The only way to establish the exact impact of an interest rate increase on a given person's lifestyle is to work out how much of their income currently disappears on mortgage repayments each month.
While this will obviously vary from homeowner to homeowner, it is possible to get a sense of the general picture by drawing on two pieces of economic research published over the past week.
The first, from the Central Bank, finds that housing finance accounts for slightly more than 80 per cent of all the Republic's personal credit, or borrowings.
This compares to about 76 per cent in 1993 and, according to the bank, it suggests "that, for many households, their mortgage may be their only or dominant debt". No shocker there, you might say.
The next step taken by the bank's study is a touch more illuminating, however, with a measure of how our collective mortgages relate to our collective disposable (or after-tax) income.
The bank finds that the collective total of all our mortgages represented about one-third of our collective disposable income in 1993. This had risen markedly by 2003, standing at 77 per cent last year.
This "striking change" will automatically heighten the sensitivity of household spending to interest-rate increases, the bank warns.
It acknowledges, however, that, while the value of personal debt has climbed over the past decade, the actual cost of paying that debt back has not risen to the same extent.
This is because interest rates have been dropping while the amount we borrow to pay for our houses has soared, thus reducing the financial impact of taking out a bigger mortgage than our predecessors.
It is at this point that new research from Davy Stockbrokers takes up the baton by calculating what the broker's economists call the "servicing cost" of the average Irish mortgage.
The servicing ratio looks at the average capital and interest repayments (i.e. the monthly mortgage repayment) faced by Irish homeowners and then calculates how much of a given person's disposable income is needed to cover this. The results are again rather striking.
In 1998, just less than 10 per cent of our after-tax income went on servicing our mortgages. By 2002, this had risen to 12.2 per cent, climbing further to about 15 per cent last year. In 2004, according to Davy's estimates, it will reach 17.3 per cent.

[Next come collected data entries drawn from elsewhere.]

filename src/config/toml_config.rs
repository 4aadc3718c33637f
use crate::core::ConfigProvider;
use crate::utils::error::{LayerError, Result};
use crate::utils::validation::{self, Validate};
use serde::{Deserialize, Serialize};
use std::path::{Path, PathBuf};

pub const DEFAULT_CONFIG_FILE: &str = "layer-builder.toml";
pub const DEFAULT_CATALOG_FILE: &str = "popular-maven-libraries.json";
pub const DEFAULT_EXCLUDE_FILE: &str = "exclude-file.json";

#[derive(Debug, Clone, Default, Serialize, Deserialize)]
#[serde(default)]
pub struct LayerConfig {
    pub maven: MavenConfig,
    pub native_image: NativeImageConfig,
    pub matrix: MatrixConfig,
    pub monitoring: Option<MonitoringConfig>,
}

#[derive(Debug, Clone, Serialize, Deserialize)]
#[serde(default)]
pub struct MavenConfig {
    pub executable: String,
    pub repository: Option<PathBuf>,
    pub remote_repositories: Vec<String>,
}

impl Default for MavenConfig {
    fn default() -> Self {
        Self {
            executable: "mvn".to_string(),
            repository: None,
            remote_repositories: Vec::new(),
        }
    }
}

#[derive(Debug, Clone, Default, Serialize, Deserialize)]
#[serde(default)]
pub struct NativeImageConfig {
    pub path: Option<String>,
    pub extra_args: Vec<String>,
}

#[derive(Debug, Clone, Serialize, Deserialize)]
#[serde(default)]
pub struct MatrixConfig {
    pub catalog_file: String,
    pub exclude_file: String,
}

impl Default for MatrixConfig {
    fn default() -> Self {
        Self {
            catalog_file: DEFAULT_CATALOG_FILE.to_string(),
            exclude_file: DEFAULT_EXCLUDE_FILE.to_string(),
        }
    }
}

#[derive(Debug, Clone, Serialize, Deserialize)]
pub struct MonitoringConfig {
    pub enabled: bool,
}

impl LayerConfig {
    /// Reads and parses a TOML config file.
    pub fn from_file<P: AsRef<Path>>(path: P) -> Result<Self> {
        let content = std::fs::read_to_string(&path).map_err(|e| LayerError::ConfigError {
            message: format!("Cannot read {}: {}", path.as_ref().display(), e),
        })?;
        Self::from_toml_str(&content)
    }

    /// Loads `path` when given; otherwise `layer-builder.toml` if present, else defaults.
    pub fn load(path: Option<&Path>) -> Result<Self> {
        match path {
            Some(path) => Self::from_file(path),
            None => {
                let default_path = Path::new(DEFAULT_CONFIG_FILE);
                if default_path.is_file() {
                    tracing::debug!("Using {}", DEFAULT_CONFIG_FILE);
                    Self::from_file(default_path)
                } else {
                    Ok(Self::default())
                }
            }
        }
    }

    /// Parses TOML after `${VAR}` substitution.
    pub fn from_toml_str(content: &str) -> Result<Self> {
        let processed_content = Self::substitute_env_vars(content)?;

        toml::from_str(&processed_content).map_err(|e| LayerError::ConfigError {
            message: format!("TOML parsing error: {}", e),
        })
    }

    /// Replaces `${VAR}` with the environment value; unknown variables stay as written.
    fn substitute_env_vars(content: &str) -> Result<String> {
        use regex::Regex;
        let re = Regex::new(r"\$\{([^}]+)\}").map_err(|e| LayerError::ConfigError {
            message: format!("Invalid substitution pattern: {}", e),
        })?;

        let result = re.replace_all(content, |caps: &regex::Captures| {
            let var_name = &caps[1];
            std::env::var(var_name).unwrap_or_else(|_| format!("${{{}}}", var_name))
        });

        Ok(result.to_string())
    }

    pub fn validate_config(&self) -> Result<()> {
        validation::validate_non_empty_string("maven.executable", &self.maven.executable)?;
        validation::validate_path("maven.executable", &self.maven.executable)?;

        if let Some(repository) = &self.maven.repository {
            validation::validate_path("maven.repository", &repository.to_string_lossy())?;
        }

        for url in &self.maven.remote_repositories {
            validation::validate_url("maven.remote_repositories", url)?;
        }

        if let Some(path) = &self.native_image.path {
            validation::validate_path("native_image.path", path)?;
        }

        validation::validate_json_file_name("matrix.catalog_file", &self.matrix.catalog_file)?;
        validation::validate_json_file_name("matrix.exclude_file", &self.matrix.exclude_file)?;

        Ok(())
    }

    pub fn monitoring_enabled(&self) -> bool {
        self.monitoring.as_ref().map(|m| m.enabled).unwrap_or(false)
    }
}

impl ConfigProvider for LayerConfig {
    fn maven_executable(&self) -> &str {
        &self.maven.executable
    }

    fn repository_root(&self) -> Option<&Path> {
        self.maven.repository.as_deref()
    }

    fn remote_repositories(&self) -> &[String] {
        &self.maven.remote_repositories
    }

    fn native_image_path(&self) -> Option<&str> {
        self.native_image.path.as_deref()
    }

    fn native_image_extra_args(&self) -> &[String] {
        &self.native_image.extra_args
    }
}

impl Validate for LayerConfig {
    fn validate(&self) -> Result<()> {
        self.validate_config()
    }
}
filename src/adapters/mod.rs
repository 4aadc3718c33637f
// Adapters layer: concrete implementations of the domain ports.

pub mod process;
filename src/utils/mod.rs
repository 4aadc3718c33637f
pub mod error;
pub mod logger;
pub mod monitor;
pub mod validation;
#![allow(dead_code)]

use async_trait::async_trait;
use layer_builder::{CommandRunner, CommandSpec, Result};
use std::collections::VecDeque;
use std::os::unix::process::ExitStatusExt;
use std::path::Path;
use std::process::{ExitStatus, Output};
use std::sync::{Arc, Mutex};

pub fn exit_status(code: i32) -> ExitStatus {
    ExitStatus::from_raw(code << 8)
}

pub fn killed_by_signal(signal: i32) -> ExitStatus {
    ExitStatus::from_raw(signal)
}

/// One scripted response, consumed in order by [`ScriptedRunner`].
pub struct Scripted {
    status: ExitStatus,
    stdout: String,
    stderr: String,
    effect: Option<Box<dyn FnOnce() + Send>>,
}

impl Scripted {
    pub fn exit(code: i32) -> Self {
        Self::with_status(exit_status(code))
    }

    pub fn with_status(status: ExitStatus) -> Self {
        Self {
            status,
            stdout: String::new(),
            stderr: String::new(),
            effect: None,
        }
    }

    pub fn stdout(mut self, stdout: &str) -> Self {
        self.stdout = stdout.to_string();
        self
    }

    pub fn stderr(mut self, stderr: &str) -> Self {
        self.stderr = stderr.to_string();
        self
    }

    /// Side effect performed when the command "runs", e.g. Maven filling the repository.
    pub fn effect(mut self, effect: impl FnOnce() + Send + 'static) -> Self {
        self.effect = Some(Box::new(effect));
        self
    }
}

/// Returns scripted results and records every command it is asked to run.
///
/// Clones share the script and the call log, so a test can keep a handle
/// after moving the runner into a builder.
#[derive(Clone, Default)]
pub struct ScriptedRunner {
    script: Arc<Mutex<VecDeque<Scripted>>>,
    calls: Arc<Mutex<Vec<CommandSpec>>>,
}

impl ScriptedRunner {
    pub fn new(script: Vec<Scripted>) -> Self {
        Self {
            script: Arc::new(Mutex::new(script.into())),
            calls: Arc::new(Mutex::new(Vec::new())),
        }
    }

    pub fn calls(&self) -> Vec<CommandSpec> {
        self.calls.lock().unwrap().clone()
    }

    pub fn assert_finished(&self) {
        assert!(
            self.script.lock().unwrap().is_empty(),
            "expected no further scripted commands"
        );
    }

    fn next(&self, spec: &CommandSpec) -> Output {
        self.calls.lock().unwrap().push(spec.clone());
        let step = self
            .script
            .lock()
            .unwrap()
            .pop_front()
            .unwrap_or_else(|| panic!("unexpected command: {}", spec));

        if let Some(effect) = step.effect {
            effect();
        }

        Output {
            status: step.status,
            stdout: step.stdout.into_bytes(),
            stderr: step.stderr.into_bytes(),
        }
    }
}

#[async_trait]
impl CommandRunner for ScriptedRunner {
    async fn status(&self, spec: &CommandSpec) -> Result<ExitStatus> {
        Ok(self.next(spec).status)
    }

    async fn output(&self, spec: &CommandSpec) -> Result<Output> {
        Ok(self.next(spec))
    }
}

/// Lays out `<artifact>-<version>.pom` and `.jar` in `library_dir` the way Maven would.
pub fn populate_artifact(library_dir: &Path, file_stem: &str) {
    std::fs::create_dir_all(library_dir).unwrap();
    std::fs::write(
        library_dir.join(format!("{}.pom", file_stem)),
        "<project><modelVersion>4.0.0</modelVersion></project>",
    )
    .unwrap();
    std::fs::write(library_dir.join(format!("{}.jar", file_stem)), b"PK").unwrap();
}
use crate::core::matrix::MatrixOutput;
use clap::{Args, Parser, Subcommand, ValueEnum};
use std::path::PathBuf;

#[derive(Debug, Clone, Parser)]
#[command(name = "layer-builder")]
#[command(about = "Generates the native-image layer build matrix and builds layers for Maven coordinates")]
pub struct CliConfig {
    #[command(subcommand)]
    pub command: Command,

    /// Path to the TOML configuration file [default: ./layer-builder.toml if present]
    #[arg(short, long, global = true)]
    pub config: Option<PathBuf>,

    #[arg(short, long, global = true, help = "Enable verbose output")]
    pub verbose: bool,

    /// Log line format on stderr
    #[arg(long, global = true, value_enum, default_value_t = LogFormat::Compact)]
    pub log_format: LogFormat,
}

#[derive(Debug, Clone, Subcommand)]
pub enum Command {
    /// Print the CI build matrix of non-excluded catalog coordinates
    Matrix(MatrixArgs),
    /// Resolve one coordinate and build its native-image layer
    Build(BuildArgs),
}

#[derive(Debug, Clone, Args)]
pub struct MatrixArgs {
    /// Directory holding the catalog and exclusion JSON files
    pub data_dir: PathBuf,

    /// Where the matrix is written
    #[arg(long, value_enum, default_value_t = MatrixOutput::SetOutput)]
    pub output: MatrixOutput,
}

#[derive(Debug, Clone, Args)]
pub struct BuildArgs {
    /// Maven coordinate, group:artifact:version
    pub coordinate: String,

    /// Path to the native-image binary; falls back to [native_image].path
    pub native_image: Option<String>,

    /// Directory in which the per-coordinate output directory is created
    #[arg(long, default_value = ".")]
    pub work_dir: PathBuf,

    /// Print the build plan without running anything
    #[arg(long)]
    pub dry_run: bool,

    /// Log process and host memory stats around the compile step
    #[arg(long)]
    pub monitor: bool,
}

#[derive(Debug, Clone, Copy, PartialEq, Eq, ValueEnum)]
pub enum LogFormat {
    Compact,
    Json,
}
use crate::utils::error::Result;
use async_trait::async_trait;
use std::fmt;
use std::path::{Path, PathBuf};
use std::process::{ExitStatus, Output};

/// A subprocess invocation: program, argument list and working directory.
///
/// The working directory belongs to the invocation; the caller's own
/// working directory is never changed.
#[derive(Debug, Clone, PartialEq, Eq)]
pub struct CommandSpec {
    pub program: String,
    pub args: Vec<String>,
    pub current_dir: Option<PathBuf>,
}

impl CommandSpec {
    pub fn new(program: impl Into<String>) -> Self {
        Self {
            program: program.into(),
            args: Vec::new(),
            current_dir: None,
        }
    }

    pub fn arg(mut self, arg: impl Into<String>) -> Self {
        self.args.push(arg.into());
        self
    }

    pub fn args<I, S>(mut self, args: I) -> Self
    where
        I: IntoIterator<Item = S>,
        S: Into<String>,
    {
        self.args.extend(args.into_iter().map(Into::into));
        self
    }

    pub fn current_dir(mut self, dir: impl AsRef<Path>) -> Self {
        self.current_dir = Some(dir.as_ref().to_path_buf());
        self
    }
}

impl fmt::Display for CommandSpec {
    fn fmt(&self, f: &mut fmt::Formatter<'_>) -> fmt::Result {
        if let Some(dir) = &self.current_dir {
            write!(f, "(in {}) ", dir.display())?;
        }
        write!(f, "{}", self.program)?;
        for arg in &self.args {
            write!(f, " {}", arg)?;
        }
        Ok(())
    }
}

#[async_trait]
pub trait CommandRunner: Send + Sync {
    /// Runs to completion with inherited stdio.
    async fn status(&self, spec: &CommandSpec) -> Result<ExitStatus>;

    /// Runs to completion capturing stdout and stderr.
    async fn output(&self, spec: &CommandSpec) -> Result<Output>;
}

pub trait ConfigProvider: Send + Sync {
    fn maven_executable(&self) -> &str;
    /// Local repository root; `None` means `<home>/.m2/repository`.
    fn repository_root(&self) -> Option<&Path>;
    fn remote_repositories(&self) -> &[String];
    fn native_image_path(&self) -> Option<&str>;
    fn native_image_extra_args(&self) -> &[String];
}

The key point to bear in mind at this stage of the calculation chain, according to Davy, is that, while mortgage lending has exploded over the past few years, it has not climbed so substantially as a measure of the value of our houses.
Therefore, the ratio of mortgage debt to the value of the Irish housing stock actually dropped from 16.4 per cent in 2002 to 16.1 per cent last year. This came after several years of double-digit percentage growth in house prices.
While offering some comfort to those already in the market, the above observation will be less of a consolation to the Republic's would-be first-time buyers, many of whom will continue to find themselves priced out of the mortgage and housing markets.
An affordability index compiled by Davy's sister company, DKM, finds that the average first-time buyer couple needed to allocate 25.5 per cent of their after- tax income to paying back their mortgage at the start of this year. This was a slight increase on last year's average.
And for first-timers in Dublin, the picture was a little more harsh, with net mortgage repayments requiring about 32 per cent of disposable income in the first quarter of 2004.
The positive spin on this figure, however, is that it is substantially lower than the 42 per cent recorded at the start of 2001.
Davy's conclusion, which comes at the end of a study into all kinds of personal credit, is that debt levels remain "manageable" for the majority of consumers - at least for now. But the economists acknowledge that "a sharp rise in unemployment, a collapse in house prices or a significant hike in interest rates", however unlikely, could change everything.